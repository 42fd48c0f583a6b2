//! Calendar of reservations with periodic refresh

use std::sync::Arc;
use std::time::Duration;

use chrono::{DateTime, Datelike, Days, Months, NaiveDate, TimeZone, Utc};
use log::{debug, error};
use tokio::sync::RwLock;

use super::{Reservation, ReservationStatus, ReservationsClient};
use crate::error::Error;
use crate::poll::PollHandle;

/// Calendar layouts
#[derive(Debug, Clone, Copy, PartialEq, Eq)]
pub enum CalendarView {
    Day,
    /// Monday to Sunday
    Week,
    Month,
}

impl CalendarView {
    /// Half-open date range `[start, end)` shown around `anchor`
    pub fn range(&self, anchor: NaiveDate) -> (NaiveDate, NaiveDate) {
        match self {
            CalendarView::Day => (anchor, anchor + Days::new(1)),
            CalendarView::Week => {
                let start = anchor - Days::new(anchor.weekday().num_days_from_monday() as u64);
                (start, start + Days::new(7))
            }
            CalendarView::Month => {
                let start = anchor.with_day(1).unwrap_or(anchor);
                (start, start + Months::new(1))
            }
        }
    }
}

/// Fill and border colour of an event
#[derive(Debug, Clone, Copy, PartialEq, Eq)]
pub struct EventColors {
    pub background: &'static str,
    pub border: &'static str,
}

impl ReservationStatus {
    pub fn colors(&self) -> EventColors {
        match self {
            ReservationStatus::Confirmed => EventColors {
                background: "#8BC34A",
                border: "#7CB342",
            },
            ReservationStatus::Rejected => EventColors {
                background: "#EF4444",
                border: "#DC2626",
            },
            ReservationStatus::Pending => EventColors {
                background: "#FFA500",
                border: "#FF8C00",
            },
        }
    }
}

/// A reservation placed on the calendar
#[derive(Debug, Clone, PartialEq)]
pub struct CalendarEvent {
    pub id: String,
    pub title: String,
    pub start: DateTime<Utc>,
    pub status: ReservationStatus,
    pub colors: EventColors,
}

impl From<&Reservation> for CalendarEvent {
    fn from(reservation: &Reservation) -> Self {
        Self {
            id: reservation.id.clone(),
            title: format!(
                "{} - {} → {}",
                reservation.name, reservation.pickup, reservation.destination
            ),
            start: reservation.service_at,
            status: reservation.status,
            colors: reservation.status.colors(),
        }
    }
}

/// Reservation calendar state
#[derive(Clone)]
pub struct Calendar {
    client: ReservationsClient,
    reservations: Arc<RwLock<Vec<Reservation>>>,
}

impl Calendar {
    pub fn new(client: ReservationsClient) -> Self {
        Self {
            client,
            reservations: Arc::new(RwLock::new(Vec::new())),
        }
    }

    /// Reload every reservation. On failure the loaded list is kept.
    pub async fn load(&self) -> Result<usize, Error> {
        let reservations = self.client.list_all().await?;
        let count = reservations.len();
        *self.reservations.write().await = reservations;
        debug!("Calendar loaded {} reservations", count);
        Ok(count)
    }

    pub async fn reservations(&self) -> Vec<Reservation> {
        self.reservations.read().await.clone()
    }

    pub async fn find(&self, id: &str) -> Option<Reservation> {
        self.reservations.read().await.iter().find(|r| r.id == id).cloned()
    }

    pub async fn events(&self) -> Vec<CalendarEvent> {
        self.reservations.read().await.iter().map(CalendarEvent::from).collect()
    }

    /// Events whose local start date falls in the view around `anchor`
    pub async fn events_in_view<Tz: TimeZone>(
        &self,
        view: CalendarView,
        anchor: NaiveDate,
        tz: &Tz,
    ) -> Vec<CalendarEvent> {
        let (start, end) = view.range(anchor);
        let mut events: Vec<_> = self
            .events()
            .await
            .into_iter()
            .filter(|event| {
                let day = event.start.with_timezone(tz).date_naive();
                day >= start && day < end
            })
            .collect();
        events.sort_by_key(|event| event.start);
        events
    }

    /// Accept, then reload the calendar
    pub async fn accept(&self, id: &str) -> Result<(), Error> {
        self.client.accept(id).await?;
        self.reload_after_change().await;
        Ok(())
    }

    /// Reject, then reload the calendar
    pub async fn reject(&self, id: &str) -> Result<(), Error> {
        self.client.reject(id).await?;
        self.reload_after_change().await;
        Ok(())
    }

    async fn reload_after_change(&self) {
        if let Err(e) = self.load().await {
            error!("Could not reload reservations: {}", e);
        }
    }

    /// Load now and then every `period` until the handle is dropped
    pub fn spawn_refresh(&self, period: Duration) -> PollHandle {
        let calendar = self.clone();
        PollHandle::spawn(period, move || {
            let calendar = calendar.clone();
            async move {
                if let Err(e) = calendar.load().await {
                    error!("Could not load reservations: {}", e);
                }
            }
        })
    }

    /// `count` consecutive days starting at `today`, for the day strip
    pub fn upcoming_days(today: NaiveDate, count: usize) -> Vec<NaiveDate> {
        today.iter_days().take(count).collect()
    }
}
//! Error handling for the transfer admin client

use std::fmt;
use thiserror::Error;

/// Unified error type for the admin client
#[derive(Error, Debug)]
pub enum Error {
    /// Network or HTTP related errors that are not connectivity failures
    #[error("HTTP error: {0}")]
    Http(#[from] reqwest::Error),

    /// JSON serialization or deserialization errors
    #[error("JSON error: {0}")]
    Json(#[from] serde_json::Error),

    /// URL parsing errors
    #[error("URL error: {0}")]
    Url(#[from] url::ParseError),

    /// Filesystem errors
    #[error("I/O error: {0}")]
    Io(#[from] std::io::Error),

    /// The backend answered 401; the session has already been torn down
    #[error("Unauthorized: session cleared")]
    Unauthorized,

    /// Authentication was refused before anything was stored
    #[error("Authentication error: {0}")]
    Auth(String),

    /// The backend rejected the request
    #[error("API error ({status}): {}", message.as_deref().unwrap_or("no message"))]
    Api {
        status: u16,
        message: Option<String>,
    },

    /// No response was received from the backend
    #[error("Connection error: {0}")]
    Connection(String),

    /// Client-side validation failed, the request was never sent
    #[error("Validation error: {0}")]
    Validation(String),

    /// Push permission, token or delivery errors
    #[error("Push error: {0}")]
    Push(String),

    /// Session storage errors
    #[error("Storage error: {0}")]
    Storage(String),

    /// Spreadsheet export errors
    #[error("Export error: {0}")]
    Export(String),

    /// General errors
    #[error("{0}")]
    General(String),
}

impl Error {
    /// Create a new authentication error
    pub fn auth<T: fmt::Display>(msg: T) -> Self {
        Error::Auth(msg.to_string())
    }

    /// Create a new validation error
    pub fn validation<T: fmt::Display>(msg: T) -> Self {
        Error::Validation(msg.to_string())
    }

    /// Create a new push error
    pub fn push<T: fmt::Display>(msg: T) -> Self {
        Error::Push(msg.to_string())
    }

    /// Create a new storage error
    pub fn storage<T: fmt::Display>(msg: T) -> Self {
        Error::Storage(msg.to_string())
    }

    /// Create a new export error
    pub fn export<T: fmt::Display>(msg: T) -> Self {
        Error::Export(msg.to_string())
    }

    /// Create a new general error
    pub fn general<T: fmt::Display>(msg: T) -> Self {
        Error::General(msg.to_string())
    }

    /// HTTP status carried by the error, if the backend answered at all
    pub fn status(&self) -> Option<u16> {
        match self {
            Error::Unauthorized => Some(401),
            Error::Api { status, .. } => Some(*status),
            Error::Http(e) => e.status().map(|s| s.as_u16()),
            _ => None,
        }
    }

    /// Text to show the operator for a failed action.
    ///
    /// Server-provided messages and validation messages are shown verbatim,
    /// everything else falls back to `fallback`.
    pub fn user_message(&self, fallback: &str) -> String {
        match self {
            Error::Validation(msg) | Error::Auth(msg) => msg.clone(),
            Error::Api {
                message: Some(msg), ..
            } => msg.clone(),
            _ => fallback.to_string(),
        }
    }
}

impl From<rust_xlsxwriter::XlsxError> for Error {
    fn from(err: rust_xlsxwriter::XlsxError) -> Self {
        Error::Export(err.to_string())
    }
}

pub type Result<T> = std::result::Result<T, Error>;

## Requirement
Quote the line that contains "a failed action." and each line after it through the end of the data, exactly, leaving out everything else.

## Exercise answer
    /// Text to show the operator for a failed action.
    ///
    /// Server-provided messages and validation messages are shown verbatim,
    /// everything else falls back to `fallback`.
    pub fn user_message(&self, fallback: &str) -> String {
        match self {
            Error::Validation(msg) | Error::Auth(msg) => msg.clone(),
            Error::Api {
                message: Some(msg), ..
            } => msg.clone(),
            _ => fallback.to_string(),
        }
    }
}

impl From<rust_xlsxwriter::XlsxError> for Error {
    fn from(err: rust_xlsxwriter::XlsxError) -> Self {
        Error::Export(err.to_string())
    }
}

pub type Result<T> = std::result::Result<T, Error>;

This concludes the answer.